Je n'avais pas vraiment l'intention d'ouvrir de nombreux topics ni d'écrire de longs avis cette année, une sorte de résolution prise pour différentes raisons que je n'évoquerais pas. Mais, pour d'autres raisons tout autant personnelles, il s'avère qu'un film comme "The decendants" me parle tellement qu'il faut alors moi-même que je m'exprime à son sujet.
Car le dernier film d'Aelxander Payne est une telle décharge d'émotion et d'affection qu'elle ne peut rester nouée dans l'estomac.

Elisabeth King est victime d'un accident de bateau, alors qu'elle faisait du ski nautique par des eaux trop remuantes. Cette hawaïenne se retrouve clouée dans le lit d'une chambre d’hôpital, inconsciente, inerte, sans autre vie que celle qui continue de couler dans ses veines. Pour son époux, Matt King, la dévastation qui le ronge alors ira de paire avec le chaos qui va le submerger lorsqu'il va apprendre une vérité sur celle qui partageait sa vie. A lui de gérer ce tourment et surtout à continuer de s'occuper de ses deux filles de dix et dix-sept ans.

Alexander Payne a écrit, produit et évidemment réalisé ce film qui lui tient particulièrement à cœur. Ses propres déboires sentimentaux l'auront probablement convaincu d'adapter le roman de Kaui Hart Hemmings. Un livre qui s'attache autant à décrire les souffrances d'un homme brisé qu'à délivrer un message d'amour à l'attention d'Hawaï, région finalement encore assez mystérieuse montrée ici non pas comme un paradis de carte postal, mais comme un endroit gorgé d'histoire, où les habitants sont fiers et dignes. Il montre aussi comment un homme d'origine caucasienne mais né ici, ayant grandi ici et de souche insulaire affronte ses origines qu'il est en train de trahir, à cause de la vente d'une magnifique parcelle qui s'érigerait en antre à hôtels et resorts de luxe.
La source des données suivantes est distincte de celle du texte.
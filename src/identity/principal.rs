use serde::Serialize;
use serde_json::Value as JsonValue;

use super::rules::Rule;

/// Authenticated caller as seen by the storage core: an id and its normalized rules.
#[derive(Debug, Clone, Default, Serialize, PartialEq, Eq)]
pub struct Principal {
    pub user_id: String,
    pub rules: Vec<Rule>,
}

impl Principal {
    pub fn new(user_id: impl Into<String>, rules: Vec<Rule>) -> Self {
        Self { user_id: user_id.into(), rules }
    }

    /// Build from the raw rule list handed over by the identity source.
    pub fn from_raw_rules(user_id: impl Into<String>, raw: &[JsonValue]) -> Self {
        Self::new(user_id, Rule::normalize_all(raw))
    }
}
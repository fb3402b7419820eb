pub mod error;
pub mod storage;
pub mod identity;
pub mod filter;
pub mod batch;
pub mod admin;
pub mod config;
pub mod server;

pub use error::{AppError, AppResult, DeniedItem};
pub use config::ServerConfig;
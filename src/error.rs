//! Unified application error model and mapping helpers.
//! This module provides the error enum shared by the batch orchestrator, the identity
//! layer and the HTTP frontend, along with the mapping to HTTP status codes.

use serde::{Deserialize, Serialize};
use std::fmt::{Display, Formatter};

/// One address a caller was refused for. Fields the request left unconstrained are `None`.
#[derive(Debug, Clone, Default, PartialEq, Eq, Serialize, Deserialize)]
#[serde(rename_all = "camelCase")]
pub struct DeniedItem {
    pub namespace: Option<String>,
    pub collection: Option<String>,
    pub collection_key: Option<String>,
    pub field_key: Option<String>,
}

#[derive(Debug, Clone, Serialize, Deserialize)]
#[serde(tag = "type", rename_all = "snake_case")]
pub enum AppError {
    UserInput { code: String, message: String },
    Forbidden { code: String, message: String, denied: Vec<DeniedItem> },
    NotFound { code: String, message: String },
    Auth { code: String, message: String },
    RateLimited { code: String, message: String },
    Store { code: String, message: String },
    Internal { code: String, message: String },
}

impl AppError {
    pub fn code_str(&self) -> &str {
        match self {
            AppError::UserInput { code, .. }
            | AppError::Forbidden { code, .. }
            | AppError::NotFound { code, .. }
            | AppError::Auth { code, .. }
            | AppError::RateLimited { code, .. }
            | AppError::Store { code, .. }
            | AppError::Internal { code, .. } => code.as_str(),
        }
    }

    pub fn message(&self) -> &str {
        match self {
            AppError::UserInput { message, .. }
            | AppError::Forbidden { message, .. }
            | AppError::NotFound { message, .. }
            | AppError::Auth { message, .. }
            | AppError::RateLimited { message, .. }
            | AppError::Store { message, .. }
            | AppError::Internal { message, .. } => message.as_str(),
        }
    }

    /// Denied addresses carried by an authorization failure; empty for every other kind.
    pub fn denied(&self) -> &[DeniedItem] {
        match self {
            AppError::Forbidden { denied, .. } => denied.as_slice(),
            _ => &[],
        }
    }

    pub fn user<S: Into<String>>(code: S, msg: S) -> Self { AppError::UserInput { code: code.into(), message: msg.into() } }
    pub fn forbidden<S: Into<String>>(code: S, msg: S, denied: Vec<DeniedItem>) -> Self { AppError::Forbidden { code: code.into(), message: msg.into(), denied } }
    pub fn not_found<S: Into<String>>(code: S, msg: S) -> Self { AppError::NotFound { code: code.into(), message: msg.into() } }
    pub fn auth<S: Into<String>>(code: S, msg: S) -> Self { AppError::Auth { code: code.into(), message: msg.into() } }
    pub fn rate_limited<S: Into<String>>(code: S, msg: S) -> Self { AppError::RateLimited { code: code.into(), message: msg.into() } }
    pub fn store<S: Into<String>>(code: S, msg: S) -> Self { AppError::Store { code: code.into(), message: msg.into() } }
    pub fn internal<S: Into<String>>(code: S, msg: S) -> Self { AppError::Internal { code: code.into(), message: msg.into() } }

    /// Map to HTTP status code.
    pub fn http_status(&self) -> u16 {
        match self {
            AppError::UserInput { .. } => 400,
            AppError::Forbidden { .. } => 403,
            AppError::NotFound { .. } => 404,
            AppError::Auth { .. } => 401,
            AppError::RateLimited { .. } => 429,
            AppError::Store { .. } => 500,
            AppError::Internal { .. } => 500,
        }
    }

    /// True when the error leaves the store untouched by construction.
    pub fn is_client_error(&self) -> bool { self.http_status() < 500 }
}

impl Display for AppError {
    fn fmt(&self, f: &mut Formatter<'_>) -> std::fmt::Result {
        write!(f, "{}: {}", self.code_str(), self.message())
    }
}

impl std::error::Error for AppError {}

pub type AppResult<T> = Result<T, AppError>;

impl From<crate::storage::StoreError> for AppError {
    fn from(err: crate::storage::StoreError) -> Self {
        // Details go to the log; callers only see a generic message.
        tracing::error!(target: "kvgate::store", "store failure: {err}");
        AppError::Store { code: "store_error".into(), message: "storage backend failure".into() }
    }
}

impl From<anyhow::Error> for AppError {
    fn from(err: anyhow::Error) -> Self {
        AppError::Internal { code: "internal_error".into(), message: err.to_string() }
    }
}

#[cfg(test)]
#[path = "error_tests.rs"]
mod error_tests;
De ces racines meurtries, de cette épouse poupée de chiffon sanglée par des draps sur un lit de mort, de ces deux filles bipolaires et difficiles à appréhender, de ce beau-père vindicatif et de ces cousins enclins à céder un bien ancestral, tout même finalement à une seule et même entité, faite de joie et de peines : la famille.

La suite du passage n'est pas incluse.